Courtesy of ATO Records

The Good

By: Christian Valdez, CW

Chicano Batman’s natural ability to transform and redefine genres culminates in the evolutionary success of “Invisible People,” (2020) an unbound masterpiece of musical exploration. 


The album is noticeably different from the last four LPs Chicano Batman released, but in a way that excites me as a fan of their music. The band’s first three releases (one EP and two LPs) reinvented their favorite tropical and psychedelic sounds with a fresh and original perspective. I have never felt like they were trying to copy any particular sound, but there were clear influences. “Freedom is Free,” which was released in 2017, sounded like the natural end to their signature sound. Their musical development had ripened into a mature and completely original style. Yet, it was hard to imagine how their new album would reinterpret and continue that style. My doubts were obliterated as soon as I heard the first single off the album “Color my Life.”  


“Invisible People” is a head-bobbin’, booty-shakin’ breath of fresh air. This is an album you have to chill to; and make sure those speakers are maxed out! Otherwise, you risk missing the fattest Chicano Batman grooves to date. Every song screams “pocket!” as bassist Eduardo Arenas and drummer Gabriel Villa create irresistible grooves. Rhythm guitarist Carlos Arevelo floats on top of the mix, laying down mellow and intelligent tracks. His well-fleshed melodies enhance the song’s character. He does not overpower the tracks with intrusive solos or complex rhythms. His style is elegant and perfectly compliments Bardo Martinez’s melodic work on vocals and synthesizer. Martinez dubs his vocal tracks with his signature falsetto adding even more harmonies to the mix. His lyrics are poetic, uplifting and rather intimate. Some tracks like “Invisible People” feature more communal messages towards the public.  


“Invisible People” has some of my favorite synthesizer tones out of Chicano Batman’s discography. His synthesizer has a rich texture, penetrating the song with a tone that oozes over the other instruments providing a sonic blanket. Other songs have a more futuristic tone as if I’d just entered a cosmic dance club.  

The album retains an enjoyable balance and variety of sounds. Some fans have had a hard time accepting their new sonic direction and are disappointed with the new album. I say to them, of course their sound has developed! Chicano Batman has outgrown their prior limitations. It is better for an artist to explore all of their potential, rather than relying on a style they may have exhausted.

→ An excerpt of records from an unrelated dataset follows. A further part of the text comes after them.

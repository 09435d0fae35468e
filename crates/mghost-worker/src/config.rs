//! Worker configuration.

use std::path::PathBuf;

use mghost_media::EngineConfig;

/// Default location of the key ledger.
pub const DEFAULT_LEDGER_PATH: &str = "data/records.json";

/// Fragment length used for ledger-backed embeds when none is given.
pub const DEFAULT_USER_FRAGMENT_SECS: f64 = 2.0;

/// Worker configuration.
#[derive(Debug, Clone)]
pub struct WorkerConfig {
    /// Engine settings passed to the orchestrators
    pub engine: EngineConfig,
    /// JSON file backing the key ledger
    pub ledger_path: PathBuf,
    /// Fragment length for ledger-backed embeds
    pub user_fragment_secs: f64,
}

impl Default for WorkerConfig {
    fn default() -> Self {
        Self {
            engine: EngineConfig::default(),
            ledger_path: PathBuf::from(DEFAULT_LEDGER_PATH),
            user_fragment_secs: DEFAULT_USER_FRAGMENT_SECS,
        }
    }
}

impl WorkerConfig {
    /// Create config from environment variables.
    pub fn from_env() -> Self {
        Self {
            engine: EngineConfig::from_env(),
            ledger_path: std::env::var("MGHOST_LEDGER")
                .map(PathBuf::from)
                .unwrap_or_else(|_| PathBuf::from(DEFAULT_LEDGER_PATH)),
            user_fragment_secs: std::env::var("MGHOST_USER_FRAGMENT_SECS")
                .ok()
                .and_then(|s| s.parse().ok())
                .filter(|secs: &f64| *secs > 0.0)
                .unwrap_or(DEFAULT_USER_FRAGMENT_SECS),
        }
    }

    pub fn with_ledger_path(mut self, path: impl Into<PathBuf>) -> Self {
        self.ledger_path = path.into();
        self
    }
}
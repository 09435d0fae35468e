//! Structured job logging.
//!
//! Every line carries the job ID and the command that produced it, so a
//! single `job_id` filter shows one job's whole lifecycle.

use std::fmt::Display;
use tracing::{error, info, warn, Span};

use mghost_models::{JobId, JobWarning};

/// Logs job lifecycle events with the job ID and command attached.
#[derive(Debug, Clone)]
pub struct JobLogger {
    job_id: String,
    command: &'static str,
}

impl JobLogger {
    pub fn new(job_id: &JobId, command: &'static str) -> Self {
        Self {
            job_id: job_id.to_string(),
            command,
        }
    }

    pub fn log_start(&self, message: impl Display) {
        info!(job_id = %self.job_id, command = self.command, "Job started: {}", message);
    }

    pub fn log_progress(&self, message: impl Display) {
        info!(job_id = %self.job_id, command = self.command, "{}", message);
    }

    pub fn log_warning(&self, message: impl Display) {
        warn!(job_id = %self.job_id, command = self.command, "{}", message);
    }

    /// Log each degradation reported in a job result.
    pub fn log_job_warnings(&self, warnings: &[JobWarning]) {
        for warning in warnings {
            warn!(
                job_id = %self.job_id,
                command = self.command,
                kind = ?warning.kind,
                "{}", warning.message
            );
        }
    }

    pub fn log_error(&self, message: impl Display) {
        error!(job_id = %self.job_id, command = self.command, "Job failed: {}", message);
    }

    pub fn log_completion(&self, message: impl Display) {
        info!(job_id = %self.job_id, command = self.command, "Job completed: {}", message);
    }

    pub fn job_id(&self) -> &str {
        &self.job_id
    }

    pub fn command(&self) -> &'static str {
        self.command
    }

    /// Span for instrumenting the engine call, so engine logs inherit the
    /// job ID.
    pub fn create_span(&self) -> Span {
        tracing::info_span!("job", job_id = %self.job_id, command = self.command)
    }
}

#[cfg(test)]
mod tests {
    use super::*;
    use mghost_models::WarningKind;

    #[test]
    fn test_job_logger_creation() {
        let job_id = JobId::from_string("job-7");
        let logger = JobLogger::new(&job_id, "embed_key");
        assert_eq!(logger.job_id(), "job-7");
        assert_eq!(logger.command(), "embed_key");
    }

    #[test]
    fn test_logging_without_subscriber_is_harmless() {
        let logger = JobLogger::new(&JobId::new(), "identify");
        let _guard = logger.create_span().entered();
        logger.log_start("start");
        logger.log_job_warnings(&[JobWarning::new(
            WarningKind::AudioMergeFallback,
            "audio dropped",
        )]);
        logger.log_completion(format_args!("{} fragments", 3));
    }
}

Verdict: Chicano Batman successfully redefines their sound while remaining true to themselves. Although I miss the psychedelic feels of earlier Chicano Batman, “Invisible People” makes up for it.  The grooves pop with a hot funk and a fresh sound; it is undoubtedly a genre-defining album.


The Bad

By: Joshua Moreno, CW

Local artists and fellow Mexican Americans, Chicano Batman have been a strong provider of Chicano music and representation in the music industry. Their music which embraces brown resilience and culture was alive and well with their last release “Freedom is Free.” After three years, Chicano Batman have returned with their latest album “Invisible People” which does away with the psych-rock Latin flavor in favor of a more modern sound.

The single “Color my Life” begins the album and immediately, their new musical direction is revealed. Gone is the keyboard sound of the ‘70s and replacing it is a lo-fi phasing synthesizer which muddles the rest of the instrumentation. Each song is filled with repetitive guitar and bass overlaid with seemingly uninspired keys. This minimalistic approach makes the track list feel like a concept that never comes to fruition and feels completely unfinished. Where a lot of artists shine with this minimalist style, the minimalistic nature of this album turns mundane nearly immediately.

Perhaps, this uninspired sound results from my biggest issue with “Invisible People,” it feels like an appropriation rather than an appreciation. It is not far-fetched that artists should look to develop or evolve their sound as playing the same style gets stale, yet Chicano Batman feels like they are hopping on the bandwagon rather than coming up with an original concept. Once I got to the title track “Invisible People,” I had a thought that brought my impressions of the album full-circle and that was, “this sounds like Cuco.” The new lo-fi, synth, romantic sound of “Invisible People” feels like the same manner of music fellow Chicano artist Cuco writes. With this idea, if an artist sounds like an appropriation of another, it makes sense to just listen to the artist who did it first and does it right. 

To cut the album slack, I enjoyed the last track “Wounds” but perhaps because it sounded like a conceptualized song. It did not rely on basic guitar and bass rhythms but rather had interesting movements through its four-minute time span. I rocked with it and ultimately, it sounded like Chicano Batman doing what they do best which is in how they make me appreciative of my kind. 

Verdict: “Invisible People” does not make me want to whip out to the carne asada with a couple cheves like their previous albums. It is a very average album, but regardless I look forward to their continuing efforts of bringing brown people into a positive light.